We wear full PPE to go in and see patients, meaning a mask and either a visor and goggles or a full respirator helmet, as well as a gown, apron and three pairs of gloves. But we try to spend as little time in with them as possible to minimise our exposure.
I lead the ward rounds, and manage the whole patient – not just the lungs and the right amount of oxygen, but also the heart, the kidneys, and all the other organ systems. Covid-19 can affect the whole body, and many organs may need supporting.
We’re seeing many patients stay on a ventilator for about seven to 10 days. After that, the hope is the oxygen levels have returned close enough to normal that patients can breath sufficiently on their own.
It’s quite an invasive process coming to intensive care. You have quite a lot done to you. But that’s because you need it.
Carol*, 57, critical care nurse
In critical care there’s a nurse by the bedside 24/7 – although obviously not the same nurse or we would burn out pretty fast. Other medical staff, like the consultants, physiotherapists and nutritionists, tend to go from patient to patient, so they rely an awful lot on the bedside nurses’ insight.
If someone is having breathing difficulties, we can reposition them, administer medicines, use oxygen masks, or maintain their ventilator. With breathing, you need to be pretty damn quick at reacting. If five or 10 minutes go by, bad stuff can happen.
We also do the things for the patients that they cannot do themselves. So we’ll wipe their eyes, lubricate them, make sure their eyelids are shut, we’ll brush their teeth, suction out any buildup of saliva and apply lip balm. We’ll use bedpans, we’ll put in catheters and monitor those, we’ll wash the patients, change their bedding and we’ll regularly reposition them.

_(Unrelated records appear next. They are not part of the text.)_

#[cfg(test)]
mod tests {
    use super::*;

    fn tokens(items: &[&str]) -> TokenSet {
        items.iter().map(|s| s.to_string()).collect()
    }

    fn range_tokens(start: usize, end: usize) -> TokenSet {
        (start..end).map(|i| format!("w{i}")).collect()
    }

    fn small_config() -> LshConfig {
        LshConfig::new().with_signature_length(64).with_band_count(16)
    }

    #[test]
    fn new_rejects_invalid_config() {
        let cfg = LshConfig::new().with_signature_length(10).with_band_count(3);
        assert!(matches!(
            Corpus::new(cfg),
            Err(ConfigError::IndivisibleBands { .. })
        ));
    }

    #[test]
    fn insert_rejects_duplicate_ids() {
        let mut corpus = Corpus::new(small_config()).unwrap();
        corpus.insert("a", tokens(&["x"])).unwrap();
        assert_eq!(
            corpus.insert("a", tokens(&["y"])).unwrap_err(),
            LshError::DuplicateDocument { id: "a".into() }
        );
        assert_eq!(corpus.len(), 1);
    }

    #[test]
    fn insert_all_checks_duplicates_before_signing() {
        let mut corpus = Corpus::new(small_config()).unwrap();
        let docs = vec![
            ("a".to_string(), tokens(&["x"])),
            ("b".to_string(), tokens(&["y"])),
            ("a".to_string(), tokens(&["z"])),
        ];
        assert!(corpus.insert_all(docs).is_err());
        assert!(corpus.is_empty());
    }

    #[test]
    fn degenerate_documents_are_tracked_and_excluded() {
        let mut corpus = Corpus::new(small_config()).unwrap();
        corpus.insert("empty-1", TokenSet::new()).unwrap();
        corpus.insert("empty-2", TokenSet::new()).unwrap();
        corpus.insert("full", tokens(&["a", "b"])).unwrap();

        assert_eq!(corpus.degenerate_ids().len(), 2);
        corpus.compute_bands().unwrap();
        assert_eq!(corpus.bands().len(), 1);
        assert!(corpus.compute_candidates().unwrap().is_empty());
    }

    #[test]
    fn degenerate_documents_collide_when_included() {
        let cfg = small_config().with_exclude_degenerate(false);
        let mut corpus = Corpus::new(cfg).unwrap();
        corpus.insert("empty-1", TokenSet::new()).unwrap();
        corpus.insert("empty-2", TokenSet::new()).unwrap();

        let candidates = corpus.compute_candidates().unwrap();
        assert_eq!(candidates.len(), 1);
        assert_eq!(corpus.similarity("empty-1", "empty-2").unwrap(), 1.0);
    }

    #[test]
    fn near_duplicates_become_candidates() {
        let mut corpus = Corpus::new(LshConfig::default()).unwrap();
        corpus.insert("base", range_tokens(0, 300)).unwrap();
        corpus.insert("near", range_tokens(5, 305)).unwrap();
        corpus.insert("far", range_tokens(10_000, 10_300)).unwrap();

        let report = corpus.run().unwrap();
        assert_eq!(
            report.candidates,
            vec![CandidatePair::new("base", "near").unwrap()]
        );
        assert!(report.minhash[0].score > 0.8);
        let exact = report.exact.unwrap();
        assert!((exact[0].score - 295.0 / 305.0).abs() < 1e-12);
    }

    #[test]
    fn exact_scores_need_retained_tokens() {
        let cfg = small_config().with_keep_tokens(false);
        let mut corpus = Corpus::new(cfg).unwrap();
        corpus.insert("a", range_tokens(0, 50)).unwrap();
        corpus.insert("b", range_tokens(0, 50)).unwrap();

        let report = corpus.run().unwrap();
        assert_eq!(report.candidates.len(), 1);
        assert!(report.exact.is_none());
        assert!(matches!(
            corpus.exact_similarities(),
            Err(LshError::MissingDocument { .. })
        ));
        assert!(corpus.token_sets().is_empty());
    }

    #[test]
    fn lookups_report_missing_documents() {
        let mut corpus = Corpus::new(small_config()).unwrap();
        corpus.insert("a", tokens(&["x"])).unwrap();
        let missing = LshError::MissingDocument { id: "nope".into() };
        assert_eq!(corpus.similarity("a", "nope").unwrap_err(), missing);
        assert_eq!(corpus.exact_similarity("nope", "a").unwrap_err(), missing);
        assert_eq!(corpus.band_signature("nope").unwrap_err(), missing);
        assert_eq!(corpus.band_signature("a").unwrap().len(), 16);
    }

    #[test]
    fn insert_after_banding_refreshes_candidates() {
        let mut corpus = Corpus::new(small_config()).unwrap();
        corpus.insert("a", range_tokens(0, 40)).unwrap();
        assert!(corpus.compute_candidates().unwrap().is_empty());

        corpus.insert("b", range_tokens(0, 40)).unwrap();
        let candidates = corpus.compute_candidates().unwrap();
        assert_eq!(candidates, &[CandidatePair::new("a", "b").unwrap()]);
    }

    #[test]
    fn insert_clears_derived_artifacts() {
        let mut corpus = Corpus::new(small_config()).unwrap();
        corpus.insert("a", range_tokens(0, 40)).unwrap();
        corpus.insert("b", range_tokens(0, 40)).unwrap();
        assert_eq!(corpus.compute_candidates().unwrap().len(), 1);
        assert_eq!(corpus.bands().len(), 2);

        corpus.insert("c", range_tokens(0, 40)).unwrap();
        assert!(corpus.bands().is_empty());
        assert!(corpus.candidates().is_empty());
    }

    #[test]
    fn scoring_after_insert_sees_new_documents() {
        let mut corpus = Corpus::new(small_config()).unwrap();
        corpus.insert("a", range_tokens(0, 40)).unwrap();
        corpus.insert("b", range_tokens(0, 40)).unwrap();
        corpus.compute_candidates().unwrap();
        corpus.insert("c", range_tokens(0, 40)).unwrap();

        let minhash = corpus.minhash_similarities().unwrap();
        assert_eq!(minhash.len(), 3);
        assert!(minhash.iter().all(|p| p.score == 1.0));
        assert_eq!(corpus.candidates().len(), 3);

        corpus.insert("d", range_tokens(0, 40)).unwrap();
        let exact = corpus.exact_similarities().unwrap();
        assert_eq!(exact.len(), 6);
    }

    #[test]
    fn scoring_after_rebanding_recomputes_candidates() {
        let mut corpus = Corpus::new(small_config()).unwrap();
        corpus.insert("a", range_tokens(0, 40)).unwrap();
        corpus.insert("b", range_tokens(0, 40)).unwrap();
        corpus.compute_bands().unwrap();
        assert!(corpus.candidates().is_empty());
        assert_eq!(corpus.minhash_similarities().unwrap().len(), 1);
    }

    #[test]
    fn parallel_run_matches_sequential() {
        let docs: Vec<(String, TokenSet)> = (0..40)
            .map(|i| (format!("doc-{i:02}"), range_tokens(i * 10, i * 10 + 60)))
            .collect();

        let mut sequential = Corpus::new(small_config()).unwrap();
        sequential.insert_all(docs.clone()).unwrap();
        let mut parallel = Corpus::new(small_config().with_parallel(true)).unwrap();
        parallel.insert_all(docs).unwrap();

        assert_eq!(sequential.signatures(), parallel.signatures());
        assert_eq!(sequential.run().unwrap(), parallel.run().unwrap());
    }
}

We’ll also talk to them because we’re never quite sure what level of consciousness they have.
When the bedside nurse is in full protective equipment, they can’t just nip away to pick up the medicine or a new set of linen. So you have someone who stays in the amber zone away from the patients, who can fetch stuff.
Another big part of my job is supporting family and friends, giving them updates and providing emotional support. In this current situation, we’re also exploring using FaceTime for patients to talk with their loved ones.

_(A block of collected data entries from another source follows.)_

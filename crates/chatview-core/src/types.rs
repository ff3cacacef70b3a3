//! Core type definitions for chat transcript data

use chrono::NaiveDateTime;
use serde::{Deserialize, Serialize};

/// A single message parsed from a chat transcript export.
///
/// The export format carries no timezone, so `timestamp` is wall-clock time
/// with the zone left unspecified. `display_time` keeps the time string
/// exactly as it appeared in the export; it is never reconstructed from
/// `timestamp`.
#[derive(Debug, Clone, PartialEq, Serialize, Deserialize)]
pub struct ChatMessage {
    /// Wall-clock timestamp (naive, no zone)
    #[serde(rename = "datetime")]
    pub timestamp: NaiveDateTime,
    /// Calendar date in `YYYY-MM-DD` form, used for grouping and day filters
    #[serde(rename = "date")]
    pub date_key: String,
    /// Original time string from the export, e.g. "10:42 pm"
    #[serde(rename = "time")]
    pub display_time: String,
    /// Sender label, matched by exact string only
    pub sender: String,
    /// Message body, trimmed of surrounding whitespace
    pub content: String,
}

impl ChatMessage {
    /// Build a message, deriving the date key from the timestamp
    pub fn new(
        timestamp: NaiveDateTime,
        display_time: impl Into<String>,
        sender: impl Into<String>,
        content: impl Into<String>,
    ) -> Self {
        Self {
            date_key: timestamp.date().format("%Y-%m-%d").to_string(),
            timestamp,
            display_time: display_time.into(),
            sender: sender.into(),
            content: content.into(),
        }
    }

    /// Case-insensitive substring search over the message body
    pub fn matches(&self, term: &str) -> bool {
        self.content.to_lowercase().contains(&term.to_lowercase())
    }

    /// Get preview text for list display
    pub fn preview(&self, max_len: usize) -> String {
        let preview = self.content.lines().next().unwrap_or("").trim();
        // Use chars for proper unicode handling
        let chars: Vec<char> = preview.chars().collect();
        if chars.len() > max_len {
            let truncated: String = chars[..max_len.saturating_sub(3)].iter().collect();
            format!("{}...", truncated)
        } else {
            preview.to_string()
        }
    }
}

/// Aggregate statistics over a parsed message sequence
#[derive(Debug, Clone, Default)]
pub struct ChatStats {
    pub message_count: usize,
    /// Per-sender message counts, in first-seen order
    pub sender_counts: Vec<(String, usize)>,
    /// Earliest date key present
    pub first_date: Option<String>,
    /// Latest date key present
    pub last_date: Option<String>,
    /// Number of distinct days
    pub day_count: usize,
}

impl ChatStats {
    /// Compute statistics in a single pass over the messages
    pub fn collect(messages: &[ChatMessage]) -> Self {
        let mut stats = ChatStats {
            message_count: messages.len(),
            ..Default::default()
        };

        let mut days = std::collections::HashSet::new();
        for msg in messages {
            match stats.sender_counts.iter_mut().find(|(s, _)| s == &msg.sender) {
                Some((_, count)) => *count += 1,
                None => stats.sender_counts.push((msg.sender.clone(), 1)),
            }

            days.insert(msg.date_key.as_str());

            // Date keys are zero-padded YYYY-MM-DD, so string order is date order
            match &stats.first_date {
                Some(first) if *first <= msg.date_key => {}
                _ => stats.first_date = Some(msg.date_key.clone()),
            }
            match &stats.last_date {
                Some(last) if *last >= msg.date_key => {}
                _ => stats.last_date = Some(msg.date_key.clone()),
            }
        }
        stats.day_count = days.len();

        stats
    }
}

#[cfg(test)]
mod tests {
    use super::*;
    use chrono::NaiveDate;

    fn make_message(datetime: &str, sender: &str, content: &str) -> ChatMessage {
        let timestamp =
            NaiveDateTime::parse_from_str(datetime, "%Y-%m-%dT%H:%M:%S").unwrap();
        ChatMessage::new(timestamp, "10:42 pm", sender, content)
    }

    #[test]
    fn test_date_key_derived_from_timestamp() {
        let msg = make_message("2024-02-01T22:42:00", "Alice", "Hello there");
        assert_eq!(msg.date_key, "2024-02-01");
    }

    #[test]
    fn test_serde_round_trip() {
        let messages = vec![
            make_message("2024-02-01T22:42:00", "Alice", "Hello there"),
            make_message("2024-02-02T09:00:00", "Bob", "Meeting at 10:00: bring laptop"),
        ];

        let json = serde_json::to_string(&messages).unwrap();
        let back: Vec<ChatMessage> = serde_json::from_str(&json).unwrap();
        assert_eq!(back, messages);
    }

    #[test]
    fn test_wire_field_names() {
        let msg = make_message("2024-02-01T22:42:00", "Alice", "Hello there");
        let value = serde_json::to_value(&msg).unwrap();
        assert_eq!(value["datetime"], "2024-02-01T22:42:00");
        assert_eq!(value["date"], "2024-02-01");
        assert_eq!(value["time"], "10:42 pm");
        assert_eq!(value["sender"], "Alice");
        assert_eq!(value["content"], "Hello there");
    }

    #[test]
    fn test_matches_is_case_insensitive() {
        let msg = make_message("2024-02-01T22:42:00", "Alice", "Hello There");
        assert!(msg.matches("hello"));
        assert!(msg.matches("THERE"));
        assert!(!msg.matches("goodbye"));
    }

    #[test]
    fn test_stats_collect() {
        let messages = vec![
            make_message("2024-02-01T22:42:00", "Alice", "Hello"),
            make_message("2024-02-01T22:43:00", "Bob", "Hi"),
            make_message("2024-02-03T08:00:00", "Alice", "Morning"),
        ];

        let stats = ChatStats::collect(&messages);
        assert_eq!(stats.message_count, 3);
        assert_eq!(
            stats.sender_counts,
            vec![("Alice".to_string(), 2), ("Bob".to_string(), 1)]
        );
        assert_eq!(stats.first_date.as_deref(), Some("2024-02-01"));
        assert_eq!(stats.last_date.as_deref(), Some("2024-02-03"));
        assert_eq!(stats.day_count, 2);
    }

    #[test]
    fn test_preview_truncates_on_char_boundary() {
        let timestamp = NaiveDate::from_ymd_opt(2024, 2, 1)
            .unwrap()
            .and_hms_opt(9, 0, 0)
            .unwrap();
        let msg = ChatMessage::new(timestamp, "9:00 am", "Alice", "héllo wörld, this is long");
        let preview = msg.preview(10);
        assert_eq!(preview.chars().count(), 10);
        assert!(preview.ends_with("..."));
    }
}
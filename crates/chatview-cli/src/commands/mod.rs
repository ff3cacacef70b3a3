//! Command implementations

pub mod export;
pub mod import;
pub mod info;
pub mod search;
pub mod view;

/// Guidance printed when no data source yielded any messages
pub(crate) fn print_empty_state() {
    eprintln!("No messages loaded.");
    eprintln!("Import a WhatsApp chat export with: chatview import <file>");
}
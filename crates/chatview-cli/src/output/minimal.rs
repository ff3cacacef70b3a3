//! Minimal output formatting (content only)

use chatview_core::ChatMessage;

pub fn format_message(msg: &ChatMessage) -> String {
    msg.content.clone()
}
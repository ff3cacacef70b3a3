//! Export command - write the conversation in its wire format

use anyhow::{Context, Result};
use chatview_store::ChatStore;
use std::path::Path;

use crate::cli::Cli;
use crate::output::colors;
use crate::source;

pub fn run(cli: &Cli, store: &ChatStore, output: Option<&Path>, pretty: bool) -> Result<()> {
    let messages = source::load_messages(store, cli.fallback_url.as_deref())?;
    if messages.is_empty() {
        super::print_empty_state();
        return Ok(());
    }

    // Same JSON array shape the store and the fallback source carry, so an
    // export can be served or re-imported as-is
    let rendered = if pretty {
        serde_json::to_string_pretty(&messages)?
    } else {
        serde_json::to_string(&messages)?
    };

    match output {
        Some(path) => {
            std::fs::write(path, rendered)
                .with_context(|| format!("writing {}", path.display()))?;
            println!(
                "{}",
                colors::success(&format!(
                    "Exported {} messages to {}",
                    colors::format_count(messages.len()),
                    path.display()
                ))
            );
        }
        None => println!("{}", rendered),
    }

    Ok(())
}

Ema, 38, respiratory physiotherapist
We help identify patients who need extra help breathing, and then help to maintain their chest and keep it clear of secretions. We are the people who are actually asking Covid patients to cough.

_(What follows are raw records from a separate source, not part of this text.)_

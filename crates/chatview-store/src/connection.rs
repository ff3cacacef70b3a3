//! Store connection management

use rusqlite::{Connection, OpenFlags, OptionalExtension};
use std::path::{Path, PathBuf};
use thiserror::Error;

/// Store errors
#[derive(Error, Debug)]
pub enum StoreError {
    #[error("Store error: {0}")]
    Sqlite(#[from] rusqlite::Error),

    #[error("IO error: {0}")]
    Io(#[from] std::io::Error),

    #[error("JSON serialization error: {0}")]
    Json(#[from] serde_json::Error),

    #[error("Store version mismatch: expected {expected}, found {found}")]
    VersionMismatch { expected: i32, found: i32 },
}

/// Expected store version
pub const STORE_VERSION: i32 = 1;

/// Default store path
pub fn default_store_path() -> PathBuf {
    let home = std::env::var("HOME").unwrap_or_else(|_| "~".to_string());
    PathBuf::from(home).join(".chatview").join("chats.db")
}

/// Read-write blob store connection
pub struct ChatStore {
    pub(crate) conn: Connection,
    path: PathBuf,
}

impl ChatStore {
    /// Open or create the store at the default path
    pub fn open_or_create_default() -> Result<Self, StoreError> {
        Self::open_or_create(&default_store_path())
    }

    /// Open or create the store at a specific path
    pub fn open_or_create<P: AsRef<Path>>(path: P) -> Result<Self, StoreError> {
        let path = path.as_ref().to_path_buf();

        // Ensure parent directory exists
        if let Some(parent) = path.parent() {
            std::fs::create_dir_all(parent)?;
        }

        let conn = Connection::open_with_flags(
            &path,
            OpenFlags::SQLITE_OPEN_READ_WRITE
                | OpenFlags::SQLITE_OPEN_CREATE
                | OpenFlags::SQLITE_OPEN_NO_MUTEX,
        )?;

        conn.execute_batch(
            "PRAGMA journal_mode = WAL;
             PRAGMA synchronous = NORMAL;",
        )?;

        let store = Self { conn, path };
        store.init_schema()?;

        Ok(store)
    }

    fn init_schema(&self) -> Result<(), StoreError> {
        self.conn.execute_batch(
            "CREATE TABLE IF NOT EXISTS blobs (
                 key TEXT PRIMARY KEY,
                 value TEXT NOT NULL,
                 updated_at TEXT NOT NULL
             );
             CREATE TABLE IF NOT EXISTS metadata (
                 key TEXT PRIMARY KEY,
                 value TEXT NOT NULL
             );",
        )?;

        let version: Option<i32> = self
            .conn
            .query_row(
                "SELECT CAST(value AS INTEGER) FROM metadata WHERE key = 'version'",
                [],
                |row| row.get(0),
            )
            .optional()?;

        match version {
            None => {
                self.conn.execute(
                    "INSERT INTO metadata (key, value) VALUES ('version', ?1)",
                    [STORE_VERSION.to_string()],
                )?;
                Ok(())
            }
            Some(v) if v != STORE_VERSION => Err(StoreError::VersionMismatch {
                expected: STORE_VERSION,
                found: v,
            }),
            Some(_) => Ok(()),
        }
    }

    /// Read a blob by key; absent keys are `None`
    pub fn get(&self, key: &str) -> Result<Option<String>, StoreError> {
        let value = self
            .conn
            .query_row("SELECT value FROM blobs WHERE key = ?1", [key], |row| {
                row.get(0)
            })
            .optional()?;
        Ok(value)
    }

    /// Write a blob, replacing any previous value in one statement
    pub fn set(&self, key: &str, value: &str) -> Result<(), StoreError> {
        let updated_at = chrono::Utc::now().to_rfc3339();
        self.conn.execute(
            "INSERT OR REPLACE INTO blobs (key, value, updated_at) VALUES (?1, ?2, ?3)",
            [key, value, updated_at.as_str()],
        )?;
        Ok(())
    }

    /// Get the store path
    pub fn path(&self) -> &Path {
        &self.path
    }

    /// Get store statistics
    pub fn stats(&self) -> Result<StoreStats, StoreError> {
        let version: i32 = self
            .conn
            .query_row(
                "SELECT CAST(value AS INTEGER) FROM metadata WHERE key = 'version'",
                [],
                |row| row.get(0),
            )
            .unwrap_or(0);

        let blob_count: i64 = self
            .conn
            .query_row("SELECT COUNT(*) FROM blobs", [], |row| row.get(0))?;

        let last_updated: Option<String> = self
            .conn
            .query_row("SELECT MAX(updated_at) FROM blobs", [], |row| row.get(0))
            .unwrap_or(None);

        let size_bytes = std::fs::metadata(&self.path).map(|m| m.len()).unwrap_or(0);

        Ok(StoreStats {
            version,
            blob_count,
            last_updated,
            store_path: self.path.clone(),
            size_bytes,
        })
    }
}

/// Store statistics
#[derive(Debug, Clone)]
pub struct StoreStats {
    pub version: i32,
    pub blob_count: i64,
    pub last_updated: Option<String>,
    pub store_path: PathBuf,
    pub size_bytes: u64,
}

impl StoreStats {
    /// Format store size as human-readable string
    pub fn format_size(&self) -> String {
        let bytes = self.size_bytes as f64;
        if bytes < 1024.0 {
            format!("{} B", bytes)
        } else if bytes < 1024.0 * 1024.0 {
            format!("{:.1} KB", bytes / 1024.0)
        } else {
            format!("{:.1} MB", bytes / (1024.0 * 1024.0))
        }
    }
}

#[cfg(test)]
mod tests {
    use super::*;

    #[test]
    fn test_default_path() {
        let path = default_store_path();
        assert!(path.to_string_lossy().contains(".chatview"));
        assert!(path.to_string_lossy().ends_with("chats.db"));
    }

    #[test]
    fn test_get_set_round_trip() {
        let dir = tempfile::tempdir().unwrap();
        let store = ChatStore::open_or_create(dir.path().join("chats.db")).unwrap();

        assert!(store.get("missing").unwrap().is_none());

        store.set("greeting", "hello").unwrap();
        assert_eq!(store.get("greeting").unwrap().as_deref(), Some("hello"));

        store.set("greeting", "replaced").unwrap();
        assert_eq!(store.get("greeting").unwrap().as_deref(), Some("replaced"));
    }

    #[test]
    fn test_reopen_keeps_data_and_version() {
        let dir = tempfile::tempdir().unwrap();
        let path = dir.path().join("chats.db");

        {
            let store = ChatStore::open_or_create(&path).unwrap();
            store.set("key", "value").unwrap();
        }

        let store = ChatStore::open_or_create(&path).unwrap();
        assert_eq!(store.get("key").unwrap().as_deref(), Some("value"));

        let stats = store.stats().unwrap();
        assert_eq!(stats.version, STORE_VERSION);
        assert_eq!(stats.blob_count, 1);
    }
}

As they’re breathing out on the ventilator, we give their chest a really good shake with our hands. It just helps to clear the phlegm, because they can’t cough as they’re paralysed and sedated. We do the cough for them, using our hands on their chest and tummy. It’s a lot of very hands on treatment. We’re then working with the nurses and medics to ultimately wean them off the ventilator.
We also do physical rehabilitation. It might be just sitting on the edge of the bed, but for somebody who’s been tubed on intensive care, that is like running a marathon.
Covid-19 patients are probably going to be in intensive care for a little bit longer than we’re used to, so I think then we will also play a big role in rehabilitation. I think there’s going to be a lot of post traumatic stress, and probably a lot of breathing pattern disorder.